■ **SOURCE INFORMATION**:
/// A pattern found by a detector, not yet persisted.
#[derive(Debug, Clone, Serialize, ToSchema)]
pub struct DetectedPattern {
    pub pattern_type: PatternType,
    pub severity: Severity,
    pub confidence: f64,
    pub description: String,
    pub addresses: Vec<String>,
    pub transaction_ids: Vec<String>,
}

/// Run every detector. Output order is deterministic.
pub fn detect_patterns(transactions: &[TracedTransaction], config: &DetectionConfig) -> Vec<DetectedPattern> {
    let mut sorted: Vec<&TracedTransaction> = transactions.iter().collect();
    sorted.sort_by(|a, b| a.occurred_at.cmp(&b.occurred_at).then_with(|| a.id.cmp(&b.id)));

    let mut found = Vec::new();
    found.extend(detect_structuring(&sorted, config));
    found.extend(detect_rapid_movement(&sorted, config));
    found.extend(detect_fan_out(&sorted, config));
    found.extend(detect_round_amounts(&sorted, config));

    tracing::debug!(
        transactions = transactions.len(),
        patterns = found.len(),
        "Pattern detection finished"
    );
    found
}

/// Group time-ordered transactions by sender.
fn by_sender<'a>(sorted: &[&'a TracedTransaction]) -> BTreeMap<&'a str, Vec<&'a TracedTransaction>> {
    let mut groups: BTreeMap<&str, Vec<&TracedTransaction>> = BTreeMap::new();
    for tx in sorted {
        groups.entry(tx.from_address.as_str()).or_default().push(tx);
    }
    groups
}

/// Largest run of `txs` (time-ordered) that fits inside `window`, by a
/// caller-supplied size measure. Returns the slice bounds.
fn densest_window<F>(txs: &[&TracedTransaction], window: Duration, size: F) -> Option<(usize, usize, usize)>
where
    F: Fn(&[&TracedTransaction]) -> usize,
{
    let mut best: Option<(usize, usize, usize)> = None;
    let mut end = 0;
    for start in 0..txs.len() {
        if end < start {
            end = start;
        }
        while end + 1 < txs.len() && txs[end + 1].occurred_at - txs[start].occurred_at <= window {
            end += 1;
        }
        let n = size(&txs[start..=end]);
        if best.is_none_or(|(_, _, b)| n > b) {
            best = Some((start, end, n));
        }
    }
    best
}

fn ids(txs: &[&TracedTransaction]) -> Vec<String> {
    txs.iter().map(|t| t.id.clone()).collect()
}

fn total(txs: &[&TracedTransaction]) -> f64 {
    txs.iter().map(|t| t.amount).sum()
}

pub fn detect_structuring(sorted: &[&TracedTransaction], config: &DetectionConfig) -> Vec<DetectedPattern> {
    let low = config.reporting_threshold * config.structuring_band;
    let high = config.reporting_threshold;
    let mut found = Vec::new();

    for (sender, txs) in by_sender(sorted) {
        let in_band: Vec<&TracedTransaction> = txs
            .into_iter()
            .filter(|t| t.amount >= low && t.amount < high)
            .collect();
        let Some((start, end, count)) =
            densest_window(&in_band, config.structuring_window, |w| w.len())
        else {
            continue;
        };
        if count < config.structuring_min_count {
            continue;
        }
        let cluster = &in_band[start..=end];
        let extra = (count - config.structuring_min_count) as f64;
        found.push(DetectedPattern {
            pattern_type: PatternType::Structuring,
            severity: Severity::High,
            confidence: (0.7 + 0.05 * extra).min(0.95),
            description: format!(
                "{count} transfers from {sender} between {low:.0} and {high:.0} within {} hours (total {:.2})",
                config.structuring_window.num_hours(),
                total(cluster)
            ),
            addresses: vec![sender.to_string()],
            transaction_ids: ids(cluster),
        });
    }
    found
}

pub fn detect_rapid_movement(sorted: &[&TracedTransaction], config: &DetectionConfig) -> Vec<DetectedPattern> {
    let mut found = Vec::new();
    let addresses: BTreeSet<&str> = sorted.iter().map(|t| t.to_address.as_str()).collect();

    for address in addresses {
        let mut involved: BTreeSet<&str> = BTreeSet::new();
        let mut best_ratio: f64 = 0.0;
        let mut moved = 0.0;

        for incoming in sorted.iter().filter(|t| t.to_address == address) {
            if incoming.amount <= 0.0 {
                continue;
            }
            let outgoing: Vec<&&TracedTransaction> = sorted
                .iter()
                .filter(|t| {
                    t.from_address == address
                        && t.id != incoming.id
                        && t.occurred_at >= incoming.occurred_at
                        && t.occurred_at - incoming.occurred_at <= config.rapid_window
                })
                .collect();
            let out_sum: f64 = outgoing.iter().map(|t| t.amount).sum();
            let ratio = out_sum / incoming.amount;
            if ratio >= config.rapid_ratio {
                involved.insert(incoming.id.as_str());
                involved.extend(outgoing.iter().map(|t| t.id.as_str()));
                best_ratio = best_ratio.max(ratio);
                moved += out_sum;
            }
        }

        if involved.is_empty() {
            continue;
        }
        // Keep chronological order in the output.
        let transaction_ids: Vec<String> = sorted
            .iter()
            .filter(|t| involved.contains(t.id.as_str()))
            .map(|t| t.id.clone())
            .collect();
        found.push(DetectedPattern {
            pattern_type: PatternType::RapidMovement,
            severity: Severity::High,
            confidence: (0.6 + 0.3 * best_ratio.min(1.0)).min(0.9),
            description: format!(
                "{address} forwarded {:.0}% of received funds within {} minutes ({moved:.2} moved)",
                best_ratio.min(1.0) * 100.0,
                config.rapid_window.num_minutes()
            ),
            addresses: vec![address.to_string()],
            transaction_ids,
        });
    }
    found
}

■ **WORK INSTRUCTION**:
Make a verbatim copy of each record.

■ **OUTPUT OF THE EXERCISE**:
/// A pattern found by a detector, not yet persisted.
#[derive(Debug, Clone, Serialize, ToSchema)]
pub struct DetectedPattern {
    pub pattern_type: PatternType,
    pub severity: Severity,
    pub confidence: f64,
    pub description: String,
    pub addresses: Vec<String>,
    pub transaction_ids: Vec<String>,
}

/// Run every detector. Output order is deterministic.
pub fn detect_patterns(transactions: &[TracedTransaction], config: &DetectionConfig) -> Vec<DetectedPattern> {
    let mut sorted: Vec<&TracedTransaction> = transactions.iter().collect();
    sorted.sort_by(|a, b| a.occurred_at.cmp(&b.occurred_at).then_with(|| a.id.cmp(&b.id)));

    let mut found = Vec::new();
    found.extend(detect_structuring(&sorted, config));
    found.extend(detect_rapid_movement(&sorted, config));
    found.extend(detect_fan_out(&sorted, config));
    found.extend(detect_round_amounts(&sorted, config));

    tracing::debug!(
        transactions = transactions.len(),
        patterns = found.len(),
        "Pattern detection finished"
    );
    found
}

/// Group time-ordered transactions by sender.
fn by_sender<'a>(sorted: &[&'a TracedTransaction]) -> BTreeMap<&'a str, Vec<&'a TracedTransaction>> {
    let mut groups: BTreeMap<&str, Vec<&TracedTransaction>> = BTreeMap::new();
    for tx in sorted {
        groups.entry(tx.from_address.as_str()).or_default().push(tx);
    }
    groups
}

/// Largest run of `txs` (time-ordered) that fits inside `window`, by a
/// caller-supplied size measure. Returns the slice bounds.
fn densest_window<F>(txs: &[&TracedTransaction], window: Duration, size: F) -> Option<(usize, usize, usize)>
where
    F: Fn(&[&TracedTransaction]) -> usize,
{
    let mut best: Option<(usize, usize, usize)> = None;
    let mut end = 0;
    for start in 0..txs.len() {
        if end < start {
            end = start;
        }
        while end + 1 < txs.len() && txs[end + 1].occurred_at - txs[start].occurred_at <= window {
            end += 1;
        }
        let n = size(&txs[start..=end]);
        if best.is_none_or(|(_, _, b)| n > b) {
            best = Some((start, end, n));
        }
    }
    best
}

fn ids(txs: &[&TracedTransaction]) -> Vec<String> {
    txs.iter().map(|t| t.id.clone()).collect()
}

fn total(txs: &[&TracedTransaction]) -> f64 {
    txs.iter().map(|t| t.amount).sum()
}

pub fn detect_structuring(sorted: &[&TracedTransaction], config: &DetectionConfig) -> Vec<DetectedPattern> {
    let low = config.reporting_threshold * config.structuring_band;
    let high = config.reporting_threshold;
    let mut found = Vec::new();

    for (sender, txs) in by_sender(sorted) {
        let in_band: Vec<&TracedTransaction> = txs
            .into_iter()
            .filter(|t| t.amount >= low && t.amount < high)
            .collect();
        let Some((start, end, count)) =
            densest_window(&in_band, config.structuring_window, |w| w.len())
        else {
            continue;
        };
        if count < config.structuring_min_count {
            continue;
        }
        let cluster = &in_band[start..=end];
        let extra = (count - config.structuring_min_count) as f64;
        found.push(DetectedPattern {
            pattern_type: PatternType::Structuring,
            severity: Severity::High,
            confidence: (0.7 + 0.05 * extra).min(0.95),
            description: format!(
                "{count} transfers from {sender} between {low:.0} and {high:.0} within {} hours (total {:.2})",
                config.structuring_window.num_hours(),
                total(cluster)
            ),
            addresses: vec![sender.to_string()],
            transaction_ids: ids(cluster),
        });
    }
    found
}

pub fn detect_rapid_movement(sorted: &[&TracedTransaction], config: &DetectionConfig) -> Vec<DetectedPattern> {
    let mut found = Vec::new();
    let addresses: BTreeSet<&str> = sorted.iter().map(|t| t.to_address.as_str()).collect();

    for address in addresses {
        let mut involved: BTreeSet<&str> = BTreeSet::new();
        let mut best_ratio: f64 = 0.0;
        let mut moved = 0.0;

        for incoming in sorted.iter().filter(|t| t.to_address == address) {
            if incoming.amount <= 0.0 {
                continue;
            }
            let outgoing: Vec<&&TracedTransaction> = sorted
                .iter()
                .filter(|t| {
                    t.from_address == address
                        && t.id != incoming.id
                        && t.occurred_at >= incoming.occurred_at
                        && t.occurred_at - incoming.occurred_at <= config.rapid_window
                })
                .collect();
            let out_sum: f64 = outgoing.iter().map(|t| t.amount).sum();
            let ratio = out_sum / incoming.amount;
            if ratio >= config.rapid_ratio {
                involved.insert(incoming.id.as_str());
                involved.extend(outgoing.iter().map(|t| t.id.as_str()));
                best_ratio = best_ratio.max(ratio);
                moved += out_sum;
            }
        }

        if involved.is_empty() {
            continue;
        }
        // Keep chronological order in the output.
        let transaction_ids: Vec<String> = sorted
            .iter()
            .filter(|t| involved.contains(t.id.as_str()))
            .map(|t| t.id.clone())
            .collect();
        found.push(DetectedPattern {
            pattern_type: PatternType::RapidMovement,
            severity: Severity::High,
            confidence: (0.6 + 0.3 * best_ratio.min(1.0)).min(0.9),
            description: format!(
                "{address} forwarded {:.0}% of received funds within {} minutes ({moved:.2} moved)",
                best_ratio.min(1.0) * 100.0,
                config.rapid_window.num_minutes()
            ),
            addresses: vec![address.to_string()],
            transaction_ids,
        });
    }
    found
}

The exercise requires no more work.